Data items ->
──────
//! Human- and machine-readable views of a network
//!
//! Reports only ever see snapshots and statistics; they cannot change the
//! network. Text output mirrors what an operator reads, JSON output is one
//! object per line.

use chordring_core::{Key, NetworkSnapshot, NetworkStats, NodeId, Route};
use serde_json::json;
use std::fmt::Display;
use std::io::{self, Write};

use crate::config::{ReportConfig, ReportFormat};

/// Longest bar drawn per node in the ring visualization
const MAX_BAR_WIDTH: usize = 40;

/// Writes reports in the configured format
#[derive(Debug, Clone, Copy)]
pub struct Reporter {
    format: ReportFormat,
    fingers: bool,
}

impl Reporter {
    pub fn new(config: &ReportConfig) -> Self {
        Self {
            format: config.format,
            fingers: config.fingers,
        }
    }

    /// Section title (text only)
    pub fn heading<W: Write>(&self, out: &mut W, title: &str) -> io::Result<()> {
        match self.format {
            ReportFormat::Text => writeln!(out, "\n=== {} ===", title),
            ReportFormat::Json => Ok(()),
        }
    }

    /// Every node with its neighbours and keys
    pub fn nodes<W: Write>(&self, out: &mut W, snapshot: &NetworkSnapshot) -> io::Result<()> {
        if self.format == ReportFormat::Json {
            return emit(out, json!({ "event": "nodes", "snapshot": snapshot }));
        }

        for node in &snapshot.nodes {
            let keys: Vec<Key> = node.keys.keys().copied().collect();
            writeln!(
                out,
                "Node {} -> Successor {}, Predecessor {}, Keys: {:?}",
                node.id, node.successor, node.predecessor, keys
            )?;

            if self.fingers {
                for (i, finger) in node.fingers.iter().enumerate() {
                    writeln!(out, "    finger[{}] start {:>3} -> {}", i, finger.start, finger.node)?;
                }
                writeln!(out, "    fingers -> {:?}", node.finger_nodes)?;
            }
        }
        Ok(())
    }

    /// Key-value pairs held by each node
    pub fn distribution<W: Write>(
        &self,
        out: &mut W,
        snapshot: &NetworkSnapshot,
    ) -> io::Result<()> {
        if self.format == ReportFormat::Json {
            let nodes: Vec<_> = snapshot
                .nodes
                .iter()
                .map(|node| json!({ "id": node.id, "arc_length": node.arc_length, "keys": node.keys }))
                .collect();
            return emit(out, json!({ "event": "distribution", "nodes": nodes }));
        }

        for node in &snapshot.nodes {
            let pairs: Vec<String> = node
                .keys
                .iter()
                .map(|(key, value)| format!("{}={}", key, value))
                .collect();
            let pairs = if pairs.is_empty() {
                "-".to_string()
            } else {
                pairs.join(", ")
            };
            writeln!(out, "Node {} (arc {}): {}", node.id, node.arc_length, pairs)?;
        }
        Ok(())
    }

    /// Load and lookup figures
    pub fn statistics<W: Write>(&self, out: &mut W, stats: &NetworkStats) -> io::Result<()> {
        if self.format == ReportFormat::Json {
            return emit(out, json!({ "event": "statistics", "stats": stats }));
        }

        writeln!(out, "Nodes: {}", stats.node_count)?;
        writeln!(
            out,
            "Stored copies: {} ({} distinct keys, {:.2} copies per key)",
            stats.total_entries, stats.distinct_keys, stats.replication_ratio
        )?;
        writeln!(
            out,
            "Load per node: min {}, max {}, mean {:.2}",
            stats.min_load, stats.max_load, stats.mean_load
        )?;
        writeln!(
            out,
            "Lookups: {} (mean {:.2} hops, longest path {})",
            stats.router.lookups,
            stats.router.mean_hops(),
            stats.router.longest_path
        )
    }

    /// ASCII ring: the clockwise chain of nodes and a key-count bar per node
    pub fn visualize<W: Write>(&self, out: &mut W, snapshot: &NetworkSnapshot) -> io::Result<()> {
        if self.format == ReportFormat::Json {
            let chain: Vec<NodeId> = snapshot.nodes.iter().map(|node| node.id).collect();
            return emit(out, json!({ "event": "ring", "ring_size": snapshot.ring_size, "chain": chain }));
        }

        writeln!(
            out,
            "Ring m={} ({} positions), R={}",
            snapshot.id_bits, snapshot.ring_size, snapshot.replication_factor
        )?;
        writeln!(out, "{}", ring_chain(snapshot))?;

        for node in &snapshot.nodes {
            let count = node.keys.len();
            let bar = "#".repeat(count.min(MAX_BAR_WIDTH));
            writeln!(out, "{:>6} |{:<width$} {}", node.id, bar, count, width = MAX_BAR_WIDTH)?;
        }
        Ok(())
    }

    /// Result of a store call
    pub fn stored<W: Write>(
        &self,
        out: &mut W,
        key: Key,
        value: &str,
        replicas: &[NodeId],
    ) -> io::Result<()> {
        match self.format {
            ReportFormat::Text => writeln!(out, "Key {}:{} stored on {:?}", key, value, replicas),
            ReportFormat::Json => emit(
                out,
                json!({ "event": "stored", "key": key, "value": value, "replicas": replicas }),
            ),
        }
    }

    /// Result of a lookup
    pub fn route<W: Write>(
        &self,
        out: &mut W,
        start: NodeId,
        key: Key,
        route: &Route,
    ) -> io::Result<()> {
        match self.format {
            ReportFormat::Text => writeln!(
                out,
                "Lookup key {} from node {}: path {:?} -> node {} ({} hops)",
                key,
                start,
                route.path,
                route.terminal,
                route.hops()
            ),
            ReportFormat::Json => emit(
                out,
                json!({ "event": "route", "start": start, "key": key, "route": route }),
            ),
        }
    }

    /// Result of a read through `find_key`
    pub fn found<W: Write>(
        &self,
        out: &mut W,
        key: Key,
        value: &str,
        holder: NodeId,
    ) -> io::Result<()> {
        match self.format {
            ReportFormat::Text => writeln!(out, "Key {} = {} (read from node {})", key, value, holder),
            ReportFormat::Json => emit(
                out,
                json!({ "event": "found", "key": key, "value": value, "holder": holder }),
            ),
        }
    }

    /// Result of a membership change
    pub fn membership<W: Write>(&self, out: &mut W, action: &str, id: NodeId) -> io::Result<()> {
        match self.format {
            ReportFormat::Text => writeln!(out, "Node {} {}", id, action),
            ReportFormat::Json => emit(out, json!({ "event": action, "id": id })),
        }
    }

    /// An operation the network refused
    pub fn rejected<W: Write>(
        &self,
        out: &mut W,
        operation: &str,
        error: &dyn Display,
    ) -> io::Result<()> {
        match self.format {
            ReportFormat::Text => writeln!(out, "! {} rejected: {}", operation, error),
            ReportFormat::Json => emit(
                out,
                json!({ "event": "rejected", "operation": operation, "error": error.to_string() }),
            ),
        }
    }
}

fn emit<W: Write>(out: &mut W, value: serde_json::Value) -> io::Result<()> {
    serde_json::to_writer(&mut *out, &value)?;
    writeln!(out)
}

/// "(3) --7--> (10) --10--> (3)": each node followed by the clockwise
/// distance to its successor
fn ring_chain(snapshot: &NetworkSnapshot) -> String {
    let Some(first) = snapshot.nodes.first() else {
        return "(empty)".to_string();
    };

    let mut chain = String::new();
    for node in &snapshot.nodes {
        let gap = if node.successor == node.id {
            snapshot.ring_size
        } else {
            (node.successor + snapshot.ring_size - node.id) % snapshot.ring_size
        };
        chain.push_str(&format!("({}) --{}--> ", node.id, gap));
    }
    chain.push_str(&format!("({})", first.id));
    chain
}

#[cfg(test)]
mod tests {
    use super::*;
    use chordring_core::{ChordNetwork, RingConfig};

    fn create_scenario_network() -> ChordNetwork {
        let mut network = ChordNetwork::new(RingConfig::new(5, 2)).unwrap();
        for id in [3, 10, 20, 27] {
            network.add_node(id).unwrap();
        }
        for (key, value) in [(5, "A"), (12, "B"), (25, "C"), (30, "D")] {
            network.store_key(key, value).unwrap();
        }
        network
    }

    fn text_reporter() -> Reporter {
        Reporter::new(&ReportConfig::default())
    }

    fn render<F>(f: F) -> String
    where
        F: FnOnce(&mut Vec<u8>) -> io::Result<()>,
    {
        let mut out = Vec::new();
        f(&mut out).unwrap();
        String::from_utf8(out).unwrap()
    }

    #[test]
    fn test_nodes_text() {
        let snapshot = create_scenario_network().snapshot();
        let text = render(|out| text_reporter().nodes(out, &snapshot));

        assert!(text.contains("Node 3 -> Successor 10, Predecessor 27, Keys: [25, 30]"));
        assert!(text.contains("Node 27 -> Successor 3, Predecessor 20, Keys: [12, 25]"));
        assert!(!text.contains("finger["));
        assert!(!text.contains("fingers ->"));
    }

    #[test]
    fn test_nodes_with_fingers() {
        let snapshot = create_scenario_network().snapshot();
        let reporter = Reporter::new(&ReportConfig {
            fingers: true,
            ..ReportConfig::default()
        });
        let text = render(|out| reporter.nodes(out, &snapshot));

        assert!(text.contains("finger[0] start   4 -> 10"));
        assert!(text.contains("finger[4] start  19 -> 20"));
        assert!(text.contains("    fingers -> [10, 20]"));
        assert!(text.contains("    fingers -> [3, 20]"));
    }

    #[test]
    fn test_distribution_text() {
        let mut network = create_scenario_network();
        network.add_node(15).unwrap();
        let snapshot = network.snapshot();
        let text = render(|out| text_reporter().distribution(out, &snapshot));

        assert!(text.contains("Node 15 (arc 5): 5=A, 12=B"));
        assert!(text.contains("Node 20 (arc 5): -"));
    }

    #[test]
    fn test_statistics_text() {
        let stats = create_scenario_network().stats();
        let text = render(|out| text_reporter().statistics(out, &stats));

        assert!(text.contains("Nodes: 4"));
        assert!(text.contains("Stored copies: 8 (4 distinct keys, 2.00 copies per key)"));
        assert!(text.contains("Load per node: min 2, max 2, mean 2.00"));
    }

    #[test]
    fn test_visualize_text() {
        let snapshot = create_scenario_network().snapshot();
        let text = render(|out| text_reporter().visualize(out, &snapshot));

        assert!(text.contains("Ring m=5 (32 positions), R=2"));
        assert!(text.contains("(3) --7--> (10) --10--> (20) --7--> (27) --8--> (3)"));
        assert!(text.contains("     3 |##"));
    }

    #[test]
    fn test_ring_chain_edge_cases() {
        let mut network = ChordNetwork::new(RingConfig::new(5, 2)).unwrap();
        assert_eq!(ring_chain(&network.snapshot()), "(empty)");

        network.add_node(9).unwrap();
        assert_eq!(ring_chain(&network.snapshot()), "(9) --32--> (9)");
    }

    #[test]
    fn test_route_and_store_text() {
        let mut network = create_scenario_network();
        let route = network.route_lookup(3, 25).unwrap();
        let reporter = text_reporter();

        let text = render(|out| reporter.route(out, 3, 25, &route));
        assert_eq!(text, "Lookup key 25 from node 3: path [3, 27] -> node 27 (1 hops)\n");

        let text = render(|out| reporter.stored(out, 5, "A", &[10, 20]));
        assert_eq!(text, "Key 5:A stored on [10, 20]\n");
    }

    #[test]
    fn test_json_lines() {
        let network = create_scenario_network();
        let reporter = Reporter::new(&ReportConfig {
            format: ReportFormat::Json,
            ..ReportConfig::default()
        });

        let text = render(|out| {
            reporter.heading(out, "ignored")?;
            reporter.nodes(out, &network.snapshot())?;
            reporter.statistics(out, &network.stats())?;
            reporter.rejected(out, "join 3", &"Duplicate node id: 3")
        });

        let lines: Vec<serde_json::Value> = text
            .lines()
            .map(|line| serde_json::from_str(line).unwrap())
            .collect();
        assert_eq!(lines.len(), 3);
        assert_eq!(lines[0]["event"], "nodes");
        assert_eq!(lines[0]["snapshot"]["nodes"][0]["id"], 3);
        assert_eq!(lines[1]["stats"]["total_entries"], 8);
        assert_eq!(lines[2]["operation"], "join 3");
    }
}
──────
PROBLEM STATEMENT -> Please copy, word for word, every line from the first line of the records through the line containing "for (i, finger)", with both of those lines included and nothing else.

ANSWER FOR THE TASK ->
//! Human- and machine-readable views of a network
//!
//! Reports only ever see snapshots and statistics; they cannot change the
//! network. Text output mirrors what an operator reads, JSON output is one
//! object per line.

use chordring_core::{Key, NetworkSnapshot, NetworkStats, NodeId, Route};
use serde_json::json;
use std::fmt::Display;
use std::io::{self, Write};

use crate::config::{ReportConfig, ReportFormat};

/// Longest bar drawn per node in the ring visualization
const MAX_BAR_WIDTH: usize = 40;

/// Writes reports in the configured format
#[derive(Debug, Clone, Copy)]
pub struct Reporter {
    format: ReportFormat,
    fingers: bool,
}

impl Reporter {
    pub fn new(config: &ReportConfig) -> Self {
        Self {
            format: config.format,
            fingers: config.fingers,
        }
    }

    /// Section title (text only)
    pub fn heading<W: Write>(&self, out: &mut W, title: &str) -> io::Result<()> {
        match self.format {
            ReportFormat::Text => writeln!(out, "\n=== {} ===", title),
            ReportFormat::Json => Ok(()),
        }
    }

    /// Every node with its neighbours and keys
    pub fn nodes<W: Write>(&self, out: &mut W, snapshot: &NetworkSnapshot) -> io::Result<()> {
        if self.format == ReportFormat::Json {
            return emit(out, json!({ "event": "nodes", "snapshot": snapshot }));
        }

        for node in &snapshot.nodes {
            let keys: Vec<Key> = node.keys.keys().copied().collect();
            writeln!(
                out,
                "Node {} -> Successor {}, Predecessor {}, Keys: {:?}",
                node.id, node.successor, node.predecessor, keys
            )?;

            if self.fingers {
                for (i, finger) in node.fingers.iter().enumerate() {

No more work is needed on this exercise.